Para poner otro ejemplo, si observamos la agricultura, vemos que puede experimentarse, comprenderse y vivirse como la complementación entre la inmensa riqueza de la naturaleza y la experiencia e inteligencia humana para producir alimentos, o como una lucha por el dominio absoluto del ser humano sobre la tierra, con su consecuente explotación de ese «depósito de mercaderías». Como consecuencia de estas dos formas de ver y valorar la realidad, nos podemos orientar hacia una agricultura familiar y comunitaria que cuide, mantenga, proteja e incluso se incorpore a los ciclos de la naturaleza, potenciándose mutuamente, o seguir el camino de una agricultura fundada en monocultivos transgénicos impregnados de agroquímicos, suplantando la naturaleza en lugar de complementarse con ella. El impacto de ambas posturas sobre la realidad mundial actual y futura, no exige ninguna explicación adicional.

Y así podríamos seguir poniendo ejemplos, sobre si vemos a la vivienda como una complementación del ser humano con su ambiente, o como una forma de imponer a este medio ambiente un negocio inmobiliario que lo destruye, o si vemos la empresa como un ámbito de lucha entre explotadores y explotados o como un espacio de complementación entre sus diversos componentes, de los cuales capital y trabajo son solo unos de ellos, y así sucesivamente.

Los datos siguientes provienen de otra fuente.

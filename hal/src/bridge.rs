//! # Real-Mode Bridge
//!
//! This module defines the boundary through which protected-mode code
//! reaches services that only exist in real mode.
//!
//! The four operations mirror the DPMI services the tool relies on:
//!
//! | Operation                | DPMI function |
//! |--------------------------|---------------|
//! | simulate interrupt       | 0300h         |
//! | allocate DOS memory      | 0100h         |
//! | free DOS memory          | 0101h         |
//! | map / unmap physical     | 0800h / 0801h |
//!
//! Every operation reports failure through [`HalResult`]; none of them
//! panics. The bridge does not remember what callers allocated or mapped:
//! pairing allocate/free and map/unmap is the caller's job, which the
//! [`DosBuffer`] and [`PhysicalMapping`] guards do on every exit path.

use crate::{HalError, HalResult, LinearAddr, PhysAddr};
use bitflags::bitflags;
use static_assertions::assert_eq_size;

/// Size of a real-mode paragraph in bytes
pub const PARAGRAPH_SIZE: u32 = 16;

/// Largest DOS allocation expressible in BX (paragraphs)
pub const MAX_PARAGRAPHS: u32 = 0xFFFF;

/// Number of paragraphs needed to hold `size` bytes
///
/// A zero-byte request is served as a single paragraph so the caller still
/// receives a valid segment/selector pair.
pub fn paragraphs_for(size: u32) -> HalResult<u16> {
    let paragraphs = size.div_ceil(PARAGRAPH_SIZE).max(1);
    if paragraphs > MAX_PARAGRAPHS {
        return Err(HalError::InvalidParameter);
    }
    Ok(paragraphs as u16)
}

bitflags! {
    /// Real-mode FLAGS register as returned in the call structure
    #[derive(Debug, Clone, Copy, PartialEq, Eq)]
    pub struct CpuFlags: u16 {
        /// Carry flag (BIOS/DOS error indicator)
        const CARRY = 1 << 0;
        /// Parity flag
        const PARITY = 1 << 2;
        /// Auxiliary carry flag
        const AUX_CARRY = 1 << 4;
        /// Zero flag
        const ZERO = 1 << 6;
        /// Sign flag
        const SIGN = 1 << 7;
        /// Interrupt enable flag
        const INTERRUPT = 1 << 9;
        /// Direction flag
        const DIRECTION = 1 << 10;
        /// Overflow flag
        const OVERFLOW = 1 << 11;
    }
}

/// DPMI real-mode call structure
///
/// Passed to the host for interrupt simulation: the input registers go in,
/// the registers left by the real-mode handler come back out. The layout is
/// fixed by the DPMI specification.
#[derive(Debug, Clone, Copy, Default, PartialEq, Eq)]
#[repr(C, packed(2))]
pub struct RealModeRegisters {
    /// EDI
    pub edi: u32,
    /// ESI
    pub esi: u32,
    /// EBP
    pub ebp: u32,
    /// Reserved by the host, must be zero
    pub reserved: u32,
    /// EBX
    pub ebx: u32,
    /// EDX
    pub edx: u32,
    /// ECX
    pub ecx: u32,
    /// EAX
    pub eax: u32,
    /// FLAGS
    pub flags: u16,
    /// ES
    pub es: u16,
    /// DS
    pub ds: u16,
    /// FS
    pub fs: u16,
    /// GS
    pub gs: u16,
    /// IP (ignored for interrupt simulation)
    pub ip: u16,
    /// CS (ignored for interrupt simulation)
    pub cs: u16,
    /// SP; zero lets the host provide a stack
    pub sp: u16,
    /// SS; zero lets the host provide a stack
    pub ss: u16,
}

assert_eq_size!(RealModeRegisters, [u8; 0x32]);

impl RealModeRegisters {
    /// All registers zeroed
    pub const fn new() -> Self {
        Self {
            edi: 0,
            esi: 0,
            ebp: 0,
            reserved: 0,
            ebx: 0,
            edx: 0,
            ecx: 0,
            eax: 0,
            flags: 0,
            es: 0,
            ds: 0,
            fs: 0,
            gs: 0,
            ip: 0,
            cs: 0,
            sp: 0,
            ss: 0,
        }
    }

    /// AX
    pub fn ax(&self) -> u16 {
        self.eax as u16
    }

    /// AH
    pub fn ah(&self) -> u8 {
        (self.eax >> 8) as u8
    }

    /// AL
    pub fn al(&self) -> u8 {
        self.eax as u8
    }

    /// BX
    pub fn bx(&self) -> u16 {
        self.ebx as u16
    }

    /// CX
    pub fn cx(&self) -> u16 {
        self.ecx as u16
    }

    /// DX
    pub fn dx(&self) -> u16 {
        self.edx as u16
    }

    /// Set AX, preserving the upper half of EAX
    pub fn set_ax(&mut self, val: u16) {
        self.eax = (self.eax & 0xFFFF_0000) | u32::from(val);
    }

    /// Set AH
    pub fn set_ah(&mut self, val: u8) {
        self.eax = (self.eax & 0xFFFF_00FF) | (u32::from(val) << 8);
    }

    /// Set AL
    pub fn set_al(&mut self, val: u8) {
        self.eax = (self.eax & 0xFFFF_FF00) | u32::from(val);
    }

    /// Set BX
    pub fn set_bx(&mut self, val: u16) {
        self.ebx = (self.ebx & 0xFFFF_0000) | u32::from(val);
    }

    /// Set CX
    pub fn set_cx(&mut self, val: u16) {
        self.ecx = (self.ecx & 0xFFFF_0000) | u32::from(val);
    }

    /// Set DX
    pub fn set_dx(&mut self, val: u16) {
        self.edx = (self.edx & 0xFFFF_0000) | u32::from(val);
    }

    /// Set DL
    pub fn set_dl(&mut self, val: u8) {
        self.edx = (self.edx & 0xFFFF_FF00) | u32::from(val);
    }

    /// Flags left by the real-mode handler
    pub fn cpu_flags(&self) -> CpuFlags {
        CpuFlags::from_bits_truncate(self.flags)
    }

    /// Carry reported by the real-mode service itself
    ///
    /// Distinct from the host's carry: the simulation may succeed while
    /// the BIOS or DOS function it invoked reports an error.
    pub fn carry(&self) -> bool {
        self.cpu_flags().contains(CpuFlags::CARRY)
    }
}

/// Block of conventional (sub-1MB) memory obtained from the host
///
/// Deliberately not `Clone`: freeing consumes the block, so one allocation
/// can be released at most once.
#[derive(Debug, PartialEq, Eq)]
pub struct ConventionalBlock {
    segment: u16,
    selector: u16,
    paragraphs: u16,
}

impl ConventionalBlock {
    /// Wrap a segment/selector pair returned by the host
    pub const fn new(segment: u16, selector: u16, paragraphs: u16) -> Self {
        Self {
            segment,
            selector,
            paragraphs,
        }
    }

    /// Real-mode segment of the block
    pub const fn segment(&self) -> u16 {
        self.segment
    }

    /// Protected-mode selector of the block
    pub const fn selector(&self) -> u16 {
        self.selector
    }

    /// Size in paragraphs
    pub const fn paragraphs(&self) -> u16 {
        self.paragraphs
    }

    /// Size in bytes
    pub const fn size(&self) -> u32 {
        self.paragraphs as u32 * PARAGRAPH_SIZE
    }

    /// Linear address of the block (segment * 16)
    pub const fn linear(&self) -> LinearAddr {
        LinearAddr::new((self.segment as u32) << 4)
    }
}

/// Protected-mode to real-mode bridge
///
/// The only channel through which BIOS, DOS and physical memory are
/// reached. Implemented by `Dpmi` (x86 only) on the target and by
/// [`crate::arch_stubs::StubBridge`] everywhere else.
pub trait RealModeBridge {
    /// Simulate a real-mode interrupt with the given register set
    ///
    /// Returns the registers left by the handler. An `Err` means the host
    /// could not perform the call; output registers are then meaningless.
    fn simulate_interrupt(
        &self,
        vector: u8,
        regs: &RealModeRegisters,
    ) -> HalResult<RealModeRegisters>;

    /// Allocate `size` bytes of conventional memory, rounded up to paragraphs
    fn allocate_conventional(&self, size: u32) -> HalResult<ConventionalBlock>;

    /// Release a block obtained from [`Self::allocate_conventional`]
    fn free_conventional(&self, block: ConventionalBlock) -> HalResult<()>;

    /// Map a physical address range into the linear address space
    fn map_physical(&self, addr: PhysAddr, size: u32) -> HalResult<LinearAddr>;

    /// Release a mapping obtained from [`Self::map_physical`]
    fn unmap_physical(&self, linear: LinearAddr) -> HalResult<()>;
}

impl<B: RealModeBridge + ?Sized> RealModeBridge for &B {
    fn simulate_interrupt(
        &self,
        vector: u8,
        regs: &RealModeRegisters,
    ) -> HalResult<RealModeRegisters> {
        (**self).simulate_interrupt(vector, regs)
    }

    fn allocate_conventional(&self, size: u32) -> HalResult<ConventionalBlock> {
        (**self).allocate_conventional(size)
    }

    fn free_conventional(&self, block: ConventionalBlock) -> HalResult<()> {
        (**self).free_conventional(block)
    }

    fn map_physical(&self, addr: PhysAddr, size: u32) -> HalResult<LinearAddr> {
        (**self).map_physical(addr, size)
    }

    fn unmap_physical(&self, linear: LinearAddr) -> HalResult<()> {
        (**self).unmap_physical(linear)
    }
}

// =============================================================================
// Ownership guards
// =============================================================================

/// Conventional memory that is freed when dropped
#[derive(Debug)]
pub struct DosBuffer<'b, B: RealModeBridge + ?Sized> {
    bridge: &'b B,
    block: Option<ConventionalBlock>,
}

impl<'b, B: RealModeBridge + ?Sized> DosBuffer<'b, B> {
    /// Allocate `size` bytes through `bridge`
    pub fn allocate(bridge: &'b B, size: u32) -> HalResult<Self> {
        let block = bridge.allocate_conventional(size)?;
        Ok(Self {
            bridge,
            block: Some(block),
        })
    }

    /// Real-mode segment
    pub fn segment(&self) -> u16 {
        self.block.as_ref().map_or(0, ConventionalBlock::segment)
    }

    /// Protected-mode selector
    pub fn selector(&self) -> u16 {
        self.block.as_ref().map_or(0, ConventionalBlock::selector)
    }

    /// Size in bytes
    pub fn size(&self) -> u32 {
        self.block.as_ref().map_or(0, ConventionalBlock::size)
    }

    /// Free now and report the host's answer
    pub fn release(mut self) -> HalResult<()> {
        match self.block.take() {
            Some(block) => self.bridge.free_conventional(block),
            None => Ok(()),
        }
    }
}

impl<B: RealModeBridge + ?Sized> Drop for DosBuffer<'_, B> {
    fn drop(&mut self) {
        if let Some(block) = self.block.take() {
            let selector = block.selector();
            if let Err(err) = self.bridge.free_conventional(block) {
                log::warn!("DOS block (selector {:#06x}) not freed: {}", selector, err);
            }
        }
    }
}

/// Physical memory window that is unmapped when dropped
#[derive(Debug)]
pub struct PhysicalMapping<'b, B: RealModeBridge + ?Sized> {
    bridge: &'b B,
    linear: Option<LinearAddr>,
    size: u32,
}

impl<'b, B: RealModeBridge + ?Sized> PhysicalMapping<'b, B> {
    /// Map `size` bytes at `addr` through `bridge`
    pub fn map(bridge: &'b B, addr: PhysAddr, size: u32) -> HalResult<Self> {
        let linear = bridge.map_physical(addr, size)?;
        Ok(Self {
            bridge,
            linear: Some(linear),
            size,
        })
    }

    /// Linear address of the window
    pub fn linear(&self) -> Option<LinearAddr> {
        self.linear
    }

    /// Size of the window in bytes
    pub fn size(&self) -> u32 {
        self.size
    }

    /// Unmap now and report the host's answer
    pub fn release(mut self) -> HalResult<()> {
        match self.linear.take() {
            Some(linear) => self.bridge.unmap_physical(linear),
            None => Ok(()),
        }
    }
}

impl<B: RealModeBridge + ?Sized> Drop for PhysicalMapping<'_, B> {
    fn drop(&mut self) {
        if let Some(linear) = self.linear.take() {
            if let Err(err) = self.bridge.unmap_physical(linear) {
                log::warn!("mapping at {:#010x} not released: {}", linear.as_u32(), err);
            }
        }
    }
}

De manera que revisar y superar lo que nos han hecho creer sobre la manera en que funciona el mundo y comenzar a modificar las costumbres y prácticas en las que priorizamos la competencia y la lucha sobre la complementación, el equilibrio y la armonía, se constituyen en uno de los aspectos centrales del camino que debemos seguir, para avanzar en el cambio civilizatorio que requiere urgentemente la humanidad.